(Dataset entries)
--------
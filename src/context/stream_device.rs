//! Stream-bound device adapter for elementwise kernels

use super::accelerator::ContextState;
use crate::error::{Error, Result};
use crate::place::Place;
use crate::runtime::Allocator;
use crate::runtime::traits::{Device, DeviceDriver, RawStream};
use parking_lot::Mutex;
use std::sync::Arc;

/// Bytes of kernel scratch space behind [`StreamDevice::scratchpad`]
pub const SCRATCH_SIZE: usize = 1024;

/// Size of the reduction semaphore placed right after the scratch space
const SEMAPHORE_SIZE: usize = std::mem::size_of::<u32>();

#[derive(Default)]
struct Scratch {
    ptr: u64,
    semaphore_ready: bool,
    released: bool,
}

/// Device adapter that orders its work on one accelerator stream
///
/// The stream is borrowed from the owning context and never destroyed here.
/// Once the context releases the adapter, every call that would touch the
/// stream or the scratch region fails with [`Error::ContextNotReady`].
pub struct StreamDevice {
    place: Place,
    stream: RawStream,
    driver: Arc<dyn DeviceDriver>,
    allocator: Arc<dyn Allocator>,
    scratch: Mutex<Scratch>,
}

impl StreamDevice {
    pub(crate) fn new(
        place: Place,
        stream: RawStream,
        driver: Arc<dyn DeviceDriver>,
        allocator: Arc<dyn Allocator>,
    ) -> Self {
        Self {
            place,
            stream,
            driver,
            allocator,
            scratch: Mutex::new(Scratch::default()),
        }
    }

    /// Stream kernels launched through this adapter are queued on
    #[inline]
    pub fn stream(&self) -> RawStream {
        self.stream
    }

    /// Fixed-size scratch region, allocated on first use and then reused
    pub fn scratchpad(&self) -> Result<u64> {
        let mut scratch = self.scratch.lock();
        self.ensure_scratch(&mut scratch)
    }

    /// Zero-initialized `u32` semaphore at the end of the scratch region
    ///
    /// The zero fill is queued on the stream the first time, so kernels
    /// launched afterwards on the same stream observe it.
    pub fn semaphore(&self) -> Result<u64> {
        let mut scratch = self.scratch.lock();
        let base = self.ensure_scratch(&mut scratch)?;
        let semaphore = base + SCRATCH_SIZE as u64;
        if !scratch.semaphore_ready {
            self.driver
                .memset_async(self.stream, semaphore, 0, SEMAPHORE_SIZE)?;
            scratch.semaphore_ready = true;
        }
        Ok(semaphore)
    }

    fn ensure_live(&self, scratch: &Scratch) -> Result<()> {
        if scratch.released {
            return Err(Error::ContextNotReady {
                place: self.place,
                state: ContextState::Destroyed.as_str(),
            });
        }
        Ok(())
    }

    fn ensure_scratch(&self, scratch: &mut Scratch) -> Result<u64> {
        self.ensure_live(scratch)?;
        if scratch.ptr == 0 {
            scratch.ptr = self
                .allocator
                .allocate(self.place, SCRATCH_SIZE + SEMAPHORE_SIZE)?;
        }
        Ok(scratch.ptr)
    }

    /// Free the scratch region and refuse further use. The stream must
    /// already be drained.
    pub(crate) fn release(&self) {
        let mut scratch = self.scratch.lock();
        if scratch.ptr != 0 {
            self.allocator
                .deallocate(self.place, scratch.ptr, SCRATCH_SIZE + SEMAPHORE_SIZE);
        }
        *scratch = Scratch {
            released: true,
            ..Scratch::default()
        };
    }
}

impl Device for StreamDevice {
    fn place(&self) -> Place {
        self.place
    }

    fn is_streamed(&self) -> bool {
        true
    }

    fn allocate(&self, size_bytes: usize) -> Result<u64> {
        self.allocator.allocate(self.place, size_bytes)
    }

    fn deallocate(&self, ptr: u64, size_bytes: usize) {
        self.allocator.deallocate(self.place, ptr, size_bytes)
    }

    fn synchronize(&self) -> Result<()> {
        self.ensure_live(&self.scratch.lock())?;
        self.driver.synchronize(self.stream)
    }
}
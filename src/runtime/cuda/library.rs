//! cuBLAS and cuDNN handle lifecycles

use std::sync::Arc;

use super::driver::CudaDriver;
use crate::error::{Error, Result};
use crate::runtime::traits::{BlasLibrary, DeviceDriver, RawBlasHandle, RawStream};

/// cuBLAS handle factory
pub struct CublasLibrary {
    driver: Arc<CudaDriver>,
}

impl CublasLibrary {
    /// Create handles in `driver`'s contexts
    pub fn new(driver: Arc<CudaDriver>) -> Self {
        Self { driver }
    }
}

#[inline]
fn blas_handle(handle: RawBlasHandle) -> cudarc::cublas::sys::cublasHandle_t {
    handle.0 as usize as cudarc::cublas::sys::cublasHandle_t
}

impl BlasLibrary for CublasLibrary {
    fn create_handle(&self, device: usize) -> Result<RawBlasHandle> {
        self.driver.set_device(device)?;
        let handle = cudarc::cublas::result::create_handle()
            .map_err(|e| Error::blas("create_handle", format!("{:?}", e)))?;
        Ok(RawBlasHandle(handle as u64))
    }

    fn set_stream(&self, handle: RawBlasHandle, stream: RawStream) -> Result<()> {
        // SAFETY: handle was created by create_handle and stream is a live CUstream.
        unsafe {
            cudarc::cublas::result::set_stream(
                blas_handle(handle),
                stream.0 as usize as cudarc::cublas::sys::cudaStream_t,
            )
        }
        .map_err(|e| Error::blas("set_stream", format!("{:?}", e)))
    }

    fn destroy_handle(&self, handle: RawBlasHandle) -> Result<()> {
        // SAFETY: handle was created by create_handle and is destroyed once.
        unsafe { cudarc::cublas::result::destroy_handle(blas_handle(handle)) }
            .map_err(|e| Error::blas("destroy_handle", format!("{:?}", e)))
    }
}

#[cfg(feature = "cudnn")]
pub use cudnn::CudnnLibrary;

#[cfg(feature = "cudnn")]
mod cudnn {
    use std::sync::Arc;

    use super::CudaDriver;
    use crate::error::{Error, Result};
    use crate::runtime::traits::{DeviceDriver, DnnLibrary, RawDnnHandle, RawStream};

    /// cuDNN handle factory
    ///
    /// cuDNN is loaded dynamically; when the shared library is missing the
    /// availability probe fails and contexts run without a DNN handle.
    pub struct CudnnLibrary {
        driver: Arc<CudaDriver>,
        available: bool,
    }

    impl CudnnLibrary {
        /// Probe for cuDNN and create handles in `driver`'s contexts
        pub fn new(driver: Arc<CudaDriver>) -> Self {
            let available = std::panic::catch_unwind(|| {
                // SAFETY: cudnnGetVersion has no preconditions.
                unsafe { cudarc::cudnn::sys::cudnnGetVersion() }
            })
            .is_ok_and(|version| version > 0);

            Self { driver, available }
        }
    }

    #[inline]
    fn dnn_handle(handle: RawDnnHandle) -> cudarc::cudnn::sys::cudnnHandle_t {
        handle.0 as usize as cudarc::cudnn::sys::cudnnHandle_t
    }

    impl DnnLibrary for CudnnLibrary {
        fn is_available(&self) -> bool {
            self.available
        }

        fn create_handle(&self, device: usize) -> Result<RawDnnHandle> {
            if !self.available {
                return Err(Error::dnn("create_handle", "cuDNN is not loadable"));
            }
            self.driver.set_device(device)?;
            let handle = cudarc::cudnn::result::create_handle()
                .map_err(|e| Error::dnn("create_handle", format!("{:?}", e)))?;
            Ok(RawDnnHandle(handle as u64))
        }

        fn set_stream(&self, handle: RawDnnHandle, stream: RawStream) -> Result<()> {
            // SAFETY: handle was created by create_handle and stream is a live CUstream.
            unsafe {
                cudarc::cudnn::result::set_stream(
                    dnn_handle(handle),
                    stream.0 as usize as cudarc::cudnn::sys::cudaStream_t,
                )
            }
            .map_err(|e| Error::dnn("set_stream", format!("{:?}", e)))
        }

        fn destroy_handle(&self, handle: RawDnnHandle) -> Result<()> {
            // SAFETY: handle was created by create_handle and is destroyed once.
            unsafe { cudarc::cudnn::result::destroy_handle(dnn_handle(handle)) }
                .map_err(|e| Error::dnn("destroy_handle", format!("{:?}", e)))
        }
    }
}
//! Ownership wrappers for driver and library handles
//!
//! Each wrapper owns one raw handle and knows how to destroy it. Destruction
//! is explicit (`destroy`) so accelerator teardown controls the order. If a
//! wrapper is dropped while still live, which only happens when context
//! construction fails partway, it releases its handle itself and logs any
//! failure.

use super::traits::{
    BlasLibrary, DeviceDriver, DnnLibrary, RawBlasHandle, RawDnnHandle, RawStream,
};
use crate::error::Result;
use std::sync::Arc;

// ============================================================================
// Stream
// ============================================================================

/// Exclusively owned device stream
pub struct Stream {
    raw: RawStream,
    device: usize,
    driver: Arc<dyn DeviceDriver>,
    live: bool,
}

impl Stream {
    /// Create a stream on `device`
    pub fn create(driver: &Arc<dyn DeviceDriver>, device: usize) -> Result<Self> {
        let raw = driver.create_stream(device)?;
        Ok(Self {
            raw,
            device,
            driver: Arc::clone(driver),
            live: true,
        })
    }

    /// Raw driver handle
    #[inline]
    pub fn raw(&self) -> RawStream {
        self.raw
    }

    /// Device the stream belongs to
    #[inline]
    pub fn device(&self) -> usize {
        self.device
    }

    /// Block until all enqueued work completed
    pub fn synchronize(&self) -> Result<()> {
        self.driver.synchronize(self.raw)
    }

    /// Destroy the stream. Idempotent.
    ///
    /// Callers must have synchronized first; destroying a stream with work in
    /// flight is undefined on real drivers.
    pub fn destroy(&mut self) -> Result<()> {
        if !self.live {
            return Ok(());
        }
        self.live = false;
        self.driver.destroy_stream(self.raw)
    }
}

impl Drop for Stream {
    fn drop(&mut self) {
        if !self.live {
            return;
        }
        if let Err(e) = self.driver.synchronize(self.raw) {
            tracing::error!(device = self.device, error = %e, "stream drain failed before destroy");
        }
        if let Err(e) = self.destroy() {
            tracing::error!(device = self.device, error = %e, "stream destroy failed");
        }
    }
}

// ============================================================================
// BlasHandle
// ============================================================================

/// Linear-algebra handle bound to one stream
pub struct BlasHandle {
    raw: RawBlasHandle,
    blas: Arc<dyn BlasLibrary>,
    live: bool,
}

impl BlasHandle {
    /// Create a handle on `device`
    pub fn create(blas: &Arc<dyn BlasLibrary>, device: usize) -> Result<Self> {
        let raw = blas.create_handle(device)?;
        Ok(Self {
            raw,
            blas: Arc::clone(blas),
            live: true,
        })
    }

    /// Route the handle's work to `stream`
    pub fn bind(&self, stream: &Stream) -> Result<()> {
        self.blas.set_stream(self.raw, stream.raw())
    }

    /// Raw library handle
    #[inline]
    pub fn raw(&self) -> RawBlasHandle {
        self.raw
    }

    /// Destroy the handle. Idempotent.
    pub fn destroy(&mut self) -> Result<()> {
        if !self.live {
            return Ok(());
        }
        self.live = false;
        self.blas.destroy_handle(self.raw)
    }
}

impl Drop for BlasHandle {
    fn drop(&mut self) {
        if let Err(e) = self.destroy() {
            tracing::error!(error = %e, "BLAS handle destroy failed");
        }
    }
}

// ============================================================================
// DnnHandle
// ============================================================================

/// Convolution/primitives handle bound to one stream
pub struct DnnHandle {
    raw: RawDnnHandle,
    dnn: Arc<dyn DnnLibrary>,
    live: bool,
}

impl DnnHandle {
    /// Create a handle on `device`
    pub fn create(dnn: &Arc<dyn DnnLibrary>, device: usize) -> Result<Self> {
        let raw = dnn.create_handle(device)?;
        Ok(Self {
            raw,
            dnn: Arc::clone(dnn),
            live: true,
        })
    }

    /// Route the handle's work to `stream`
    pub fn bind(&self, stream: &Stream) -> Result<()> {
        self.dnn.set_stream(self.raw, stream.raw())
    }

    /// Raw library handle
    #[inline]
    pub fn raw(&self) -> RawDnnHandle {
        self.raw
    }

    /// Destroy the handle. Idempotent.
    pub fn destroy(&mut self) -> Result<()> {
        if !self.live {
            return Ok(());
        }
        self.live = false;
        self.dnn.destroy_handle(self.raw)
    }
}

impl Drop for DnnHandle {
    fn drop(&mut self) {
        if let Err(e) = self.destroy() {
            tracing::error!(error = %e, "DNN handle destroy failed");
        }
    }
}
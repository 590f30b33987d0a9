use sqlx::PgPool;
use sqlx::postgres::PgPoolOptions;

pub mod dto;
pub mod error;
pub mod models;
pub mod repository;

pub use repository::memory::MemoryTournamentStore;
pub use repository::tournament::{PgTournamentStore, TournamentStore};

use crate::error::Result;

/// Handle on the PostgreSQL pool backing the document store.
#[derive(Debug, Clone)]
pub struct Database {
    pool: PgPool,
}

impl Database {
    pub async fn new(database_url: &str) -> Result<Self> {
        let pool = PgPoolOptions::new().connect(database_url).await?;

        Ok(Self { pool })
    }

    pub fn pool(&self) -> &PgPool {
        &self.pool
    }

    pub async fn run_migrations(&self) -> Result<()> {
        sqlx::migrate!("./migrations").run(&self.pool).await?;
        Ok(())
    }
}
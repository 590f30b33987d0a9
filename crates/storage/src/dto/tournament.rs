use std::collections::BTreeMap;

use serde::Deserialize;
use serde_json::Value;
use utoipa::ToSchema;
use validator::Validate;

use crate::models::{DocumentError, Participant, Team, Tournament, keyed};

pub const DEFAULT_TOURNAMENT_NAME: &str = "Tournament";
pub const DEFAULT_TEAM_SIZE: i32 = 1;

/// Settings for a new tournament, as sent to the create endpoint.
///
/// Every field is optional. Missing values are filled in by
/// [`TournamentSettings::into_tournament`]:
///
/// | field         | default                              |
/// |---------------|--------------------------------------|
/// | `id`          | freshly generated unique id          |
/// | `name`        | `"Tournament"`                       |
/// | `description` | `""`                                 |
/// | `game`        | `""`                                 |
/// | `createdAt`   | current time, epoch milliseconds     |
/// | `teamSize`    | `1`                                  |
///
/// Field types are checked while parsing; values are taken as given. The one
/// rule is that a supplied `id` must not be empty, since a record stored
/// under an empty id could never be fetched back.
///
/// Participants and teams are keyed by id, so adding a second member with an
/// id already present replaces the first.
#[derive(Debug, Clone, Default, Deserialize, Validate, ToSchema)]
#[serde(rename_all = "camelCase")]
pub struct TournamentSettings {
    #[validate(length(min = 1, message = "Tournament id must not be empty"))]
    pub id: Option<String>,

    pub name: Option<String>,

    pub description: Option<String>,

    pub game: Option<String>,

    pub created_at: Option<i64>,

    pub team_size: Option<i32>,

    #[serde(default, deserialize_with = "keyed::deserialize")]
    pub participants: BTreeMap<String, Participant>,

    #[serde(default, deserialize_with = "keyed::deserialize")]
    pub teams: BTreeMap<String, Team>,
}

impl TournamentSettings {
    pub fn from_document(document: Value) -> Result<Self, DocumentError> {
        if !document.is_object() {
            return Err(DocumentError::NotAnObject);
        }

        Ok(serde_json::from_value(document)?)
    }

    pub fn from_slice(bytes: &[u8]) -> Result<Self, DocumentError> {
        let document: Value = serde_json::from_slice(bytes)?;
        Self::from_document(document)
    }

    pub fn with_id(mut self, id: impl Into<String>) -> Self {
        self.id = Some(id.into());
        self
    }

    pub fn with_name(mut self, name: impl Into<String>) -> Self {
        self.name = Some(name.into());
        self
    }

    pub fn with_description(mut self, description: impl Into<String>) -> Self {
        self.description = Some(description.into());
        self
    }

    pub fn with_game(mut self, game: impl Into<String>) -> Self {
        self.game = Some(game.into());
        self
    }

    pub fn with_team_size(mut self, team_size: i32) -> Self {
        self.team_size = Some(team_size);
        self
    }

    pub fn add_participant(mut self, id: impl Into<String>, name: impl Into<String>) -> Self {
        let participant = Participant::new(id, name);
        self.participants.insert(participant.id.clone(), participant);
        self
    }

    pub fn add_team(mut self, team: Team) -> Self {
        self.teams.insert(team.id.clone(), team);
        self
    }

    /// Fill in defaults. Call `validate()` first when the settings come from a client.
    pub fn into_tournament(self) -> Tournament {
        Tournament::from(self)
    }
}

#[cfg(test)]
mod tests {
    use serde_json::json;

    use super::*;

    #[test]
    fn test_builder_overrides_defaults() {
        let tournament = TournamentSettings::default()
            .with_id("cup-2025")
            .with_name("Summer Cup")
            .with_description("Open bracket")
            .with_game("chess")
            .with_team_size(3)
            .add_participant("p1", "Alice")
            .add_team(Team::new("t1", "Knights", ["p1"]))
            .into_tournament();

        assert_eq!(tournament.id(), "cup-2025");
        assert_eq!(tournament.name(), "Summer Cup");
        assert_eq!(tournament.description(), "Open bracket");
        assert_eq!(tournament.game(), "chess");
        assert_eq!(tournament.team_size(), 3);
        assert_eq!(tournament.participant("p1").unwrap().name, "Alice");
        assert!(tournament.team("t1").unwrap().participants.contains("p1"));
    }

    #[test]
    fn test_default_settings_are_valid() {
        assert!(TournamentSettings::default().validate().is_ok());
    }

    #[test]
    fn test_empty_id_fails_validation() {
        let settings = TournamentSettings::default().with_id("");
        let errors = settings.validate().unwrap_err();

        assert!(errors.field_errors().contains_key("id"));
    }

    #[test]
    fn test_any_team_size_passes_validation() {
        for team_size in [0, -3, 64] {
            let settings =
                TournamentSettings::from_document(json!({ "teamSize": team_size })).unwrap();

            assert!(settings.validate().is_ok());
            assert_eq!(settings.into_tournament().team_size(), team_size);
        }
    }

    #[test]
    fn test_duplicate_participant_id_keeps_last() {
        let tournament = TournamentSettings::default()
            .with_id("t")
            .add_participant("p1", "Alice")
            .add_participant("p1", "Bob")
            .into_tournament();

        assert_eq!(tournament.participants().len(), 1);
        assert_eq!(tournament.participant("p1").unwrap().name, "Bob");

        let document = tournament.to_document().unwrap();
        assert_eq!(Tournament::from_document(document).unwrap(), tournament);
    }

    #[test]
    fn test_duplicate_team_id_keeps_last() {
        let tournament = TournamentSettings::default()
            .with_id("t")
            .add_team(Team::new("t1", "Knights", ["p1"]))
            .add_team(Team::new("t1", "Rooks", ["p2", "p3"]))
            .into_tournament();

        assert_eq!(tournament.teams().len(), 1);
        let team = tournament.team("t1").unwrap();
        assert_eq!(team.name, "Rooks");
        assert_eq!(team.participants.len(), 2);

        let document = tournament.to_document().unwrap();
        assert_eq!(Tournament::from_document(document).unwrap(), tournament);
    }

    #[test]
    fn test_from_slice_rejects_invalid_json() {
        let result = TournamentSettings::from_slice(b"{not json");
        assert!(matches!(result, Err(DocumentError::Malformed(_))));
    }

    #[test]
    fn test_from_slice_rejects_non_object() {
        let result = TournamentSettings::from_slice(b"\"abc123\"");
        assert!(matches!(result, Err(DocumentError::NotAnObject)));
    }
}
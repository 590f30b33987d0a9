use std::collections::BTreeSet;

use serde::{Deserialize, Serialize};
use utoipa::ToSchema;

use super::Keyed;

/// A team groups participants by id. The ids are not checked against the
/// tournament's participant list.
#[derive(Debug, Clone, PartialEq, Eq, Serialize, Deserialize, ToSchema)]
pub struct Team {
    #[serde(default)]
    pub id: String,
    #[serde(default)]
    pub name: String,
    #[serde(default)]
    #[schema(value_type = Vec<String>)]
    pub participants: BTreeSet<String>,
}

impl Team {
    pub fn new<I, P>(id: impl Into<String>, name: impl Into<String>, participants: I) -> Self
    where
        I: IntoIterator<Item = P>,
        P: Into<String>,
    {
        Self {
            id: id.into(),
            name: name.into(),
            participants: participants.into_iter().map(Into::into).collect(),
        }
    }
}

impl Keyed for Team {
    fn set_key(&mut self, key: String) {
        self.id = key;
    }
}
--------
Set down, from the entries above, exactly the lines from the one with "member with an" up to and including the one with "#[validate(length(min = 1, message", and no other lines.

/// Participants and teams are keyed by id, so adding a second member with an
/// id already present replaces the first.
#[derive(Debug, Clone, Default, Deserialize, Validate, ToSchema)]
#[serde(rename_all = "camelCase")]
pub struct TournamentSettings {
    #[validate(length(min = 1, message = "Tournament id must not be empty"))]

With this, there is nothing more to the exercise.